> [Your assignment] Find every line below with the word "standard". Then give only how many there are.

> [Dataset records]
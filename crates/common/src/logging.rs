//! Provides utilities to initialize logging.
use std::env;

use tracing::*;
use tracing_subscriber::{layer::SubscriberExt, util::SubscriberInitExt, Layer};

/// Environment variable name for the service label, which is appended to the
/// whoami string.
pub const SVC_LABEL_ENVVAR: &str = "HUB_SIGN_SVC_LABEL";

/// Configuration for the logger.
#[derive(Debug, Clone)]
pub struct LoggerConfig {
    /// The whoami string, which is used to identify the service in logs.
    whoami: String,
}

impl LoggerConfig {
    /// Creates a new empty instance with whoami set.
    pub const fn new(whoami: String) -> Self {
        Self { whoami }
    }

    /// Creates a new instance with the whoami string set to the provided
    /// string.
    pub fn with_base_name(s: &str) -> Self {
        Self::new(get_whoami_string(s))
    }
}

impl Default for LoggerConfig {
    fn default() -> Self {
        Self::with_base_name("(hub-sign)")
    }
}

/// Initializes the logging subsystem with the provided config.
///
/// Safe to call more than once; subsequent calls are no-ops. This keeps the
/// function usable from tests that run in the same process.
pub fn init(config: LoggerConfig) {
    let filt = tracing_subscriber::EnvFilter::from_default_env();

    let log_file = std::env::var("LOG_FILE").is_ok_and(|v| v == "1");
    let log_line_num = std::env::var("LOG_LINE_NUM").is_ok_and(|v| v == "1");

    // Stdout logging.
    let stdout_sub = tracing_subscriber::fmt::layer()
        .compact()
        .event_format(
            tracing_subscriber::fmt::format()
                .with_file(log_file)
                .with_line_number(log_line_num),
        )
        .with_filter(filt);

    if tracing_subscriber::registry()
        .with(stdout_sub)
        .try_init()
        .is_ok()
    {
        info!(whoami = %config.whoami, "logging started");
    }
}

/// Gets the service label from the standard envvar, which should be included
/// in the whoami string.
pub fn get_service_label_from_env() -> Option<String> {
    env::var(SVC_LABEL_ENVVAR).ok()
}

/// Computes a standard whoami string.
pub fn get_whoami_string(base: &str) -> String {
    match get_service_label_from_env() {
        Some(label) => format!("{base}%{label}"),
        None => base.to_owned(),
    }
}
//! Ambient CI job context.
//!
//! When a deployment runs inside the hub's CI, these identifiers are injected
//! into the process environment and forwarded with every transaction
//! registration so the hub can map the signing job back to its pipeline.

use std::env;

/// Environment variable carrying the project identifier.
pub const PROJECT_ID_ENVVAR: &str = "SUPER_PROJECT_ID";

/// Environment variable carrying the build configuration identifier.
pub const BUILD_CONFIG_ID_ENVVAR: &str = "SUPER_BUILD_CONFIG_ID";

/// Environment variable carrying the CI job identifier.
pub const CI_JOB_ID_ENVVAR: &str = "CI_JOB_ID";

/// The build/job/project identifiers sourced from the execution environment.
#[derive(Debug, Clone, Default, PartialEq, Eq)]
pub struct JobContext {
    /// The project the deployment belongs to.
    pub project_id: Option<String>,

    /// The build configuration being executed.
    pub build_config_id: Option<String>,

    /// The CI job executing the deployment.
    pub ci_job_id: Option<String>,
}

impl JobContext {
    /// Reads the job context from the standard environment variables.
    ///
    /// Missing variables are left unset rather than treated as errors; the
    /// hub decides whether it requires them.
    pub fn from_env() -> Self {
        Self {
            project_id: env::var(PROJECT_ID_ENVVAR).ok(),
            build_config_id: env::var(BUILD_CONFIG_ID_ENVVAR).ok(),
            ci_job_id: env::var(CI_JOB_ID_ENVVAR).ok(),
        }
    }
}
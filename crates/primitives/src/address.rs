//! EIP-55 address checksum validation.

use sha3::{Digest, Keccak256};

/// Returns `true` if `address` is a `0x`-prefixed, EIP-55 checksummed
/// Ethereum address.
///
/// The check is strict: an address written entirely in lower- or upper-case
/// hex does not pass, matching the behavior of `web3.utils
/// .checkAddressChecksum`.
pub fn is_checksum_address(address: &str) -> bool {
    let Some(body) = address.strip_prefix("0x") else {
        return false;
    };
    if body.len() != 40 || !body.bytes().all(|b| b.is_ascii_hexdigit()) {
        return false;
    }

    let hash = Keccak256::digest(body.to_ascii_lowercase().as_bytes());
    let nibbles = hex::encode(hash);

    body.bytes().zip(nibbles.bytes()).all(|(ch, nibble)| {
        if ch.is_ascii_digit() {
            return true;
        }
        // Letters are upper-cased exactly when the corresponding hash nibble
        // is >= 8. `hex::encode` yields lowercase digits, so `8..=9` and
        // `a..=f` compare greater than `7`.
        let expect_upper = nibble > b'7';
        if expect_upper {
            ch.is_ascii_uppercase()
        } else {
            ch.is_ascii_lowercase()
        }
    })
}
//! This module contains the top level [`HubNotifyClient`] implementation.
//!
//! Once the client is attached to a wire stream, consumers of this API create
//! [`Subscription`]s with [`HubNotifyClient::subscribe`]. These subscription
//! objects are primarily worked with via their [`futures::Stream`] trait API.
use std::sync::Arc;

use futures::{Stream, StreamExt};
use tokio::{
    sync::{mpsc, Mutex},
    task::{self, JoinHandle},
};
use tracing::{info, trace};

use crate::{errors::NotifyError, event::ChannelEvent, subscription::Subscription};

struct ChannelSubscriptionDetails {
    channel: String,
    events: Vec<String>,
    outbox: mpsc::UnboundedSender<ChannelEvent>,
}

impl std::fmt::Debug for ChannelSubscriptionDetails {
    fn fmt(&self, f: &mut std::fmt::Formatter<'_>) -> std::fmt::Result {
        f.debug_struct("ChannelSubscriptionDetails")
            .field("channel", &self.channel)
            .field("events", &self.events)
            .field("outbox", &self.outbox)
            .finish()
    }
}

/// Main structure responsible for routing notification events from the wire
/// stream to the appropriate subscribers.
///
/// After construction, this object must be kept around for routing to
/// continue. Dropping the last clone of this object aborts the router task.
#[derive(Debug, Clone)]
pub struct HubNotifyClient {
    subs: Arc<Mutex<Vec<ChannelSubscriptionDetails>>>,
    router_handle: Arc<JoinHandle<()>>,
}

impl Drop for HubNotifyClient {
    fn drop(&mut self) {
        if Arc::strong_count(&self.router_handle) == 1 {
            self.router_handle.abort();
        }
    }
}

impl HubNotifyClient {
    /// Primary constructor for [`HubNotifyClient`].
    ///
    /// It takes the stream of raw [`ChannelEvent`]s produced by the socket
    /// transport and spawns the router task that fans them out.
    pub fn connect<S>(wire: S) -> Self
    where
        S: Stream<Item = ChannelEvent> + Send + 'static,
    {
        let subs = Arc::new(Mutex::new(Vec::<ChannelSubscriptionDetails>::new()));
        let subs_router = subs.clone();
        let router_handle = Arc::new(task::spawn(async move {
            let mut wire = Box::pin(wire);
            info!("listening for hub notifications");
            while let Some(event) = wire.next().await {
                trace!(channel = %event.channel, kind = %event.event, "received event");
                subs_router.lock().await.retain(|sub| {
                    if sub.channel != event.channel || !sub.events.contains(&event.event) {
                        return true;
                    }
                    // A send error means the receiver has been dropped, so
                    // the subscription is pruned.
                    sub.outbox.send(event.clone()).is_ok()
                });
            }
            info!("hub notification stream ended");
        }));

        HubNotifyClient {
            subs,
            router_handle,
        }
    }

    /// Creates a new [`Subscription`] that emits every event published on
    /// `channel` whose kind is listed in `events`.
    ///
    /// Fails with [`NotifyError::Disconnected`] once the wire stream has
    /// terminated, since such a subscription could never fire.
    pub async fn subscribe(
        &self,
        channel: &str,
        events: &[&str],
    ) -> Result<Subscription<ChannelEvent>, NotifyError> {
        if self.router_handle.is_finished() {
            return Err(NotifyError::Disconnected);
        }

        let (send, recv) = mpsc::unbounded_channel();
        let details = ChannelSubscriptionDetails {
            channel: channel.to_owned(),
            events: events.iter().map(|e| (*e).to_owned()).collect(),
            outbox: send,
        };
        trace!(?details, "subscribing to channel");

        self.subs.lock().await.push(details);

        Ok(Subscription::from_receiver(recv))
    }

    /// Tears down every subscription on `channel`.
    ///
    /// Their [`Subscription`] streams terminate once any already-delivered
    /// events have been drained.
    pub async fn unsubscribe(&self, channel: &str) {
        trace!(%channel, "unsubscribing from channel");
        self.subs.lock().await.retain(|sub| sub.channel != channel);
    }

    /// Returns the number of active subscriptions created with
    /// [`HubNotifyClient::subscribe`].
    pub async fn num_subscriptions(&self) -> usize {
        self.subs.lock().await.len()
    }
}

> [Reply to the task] 3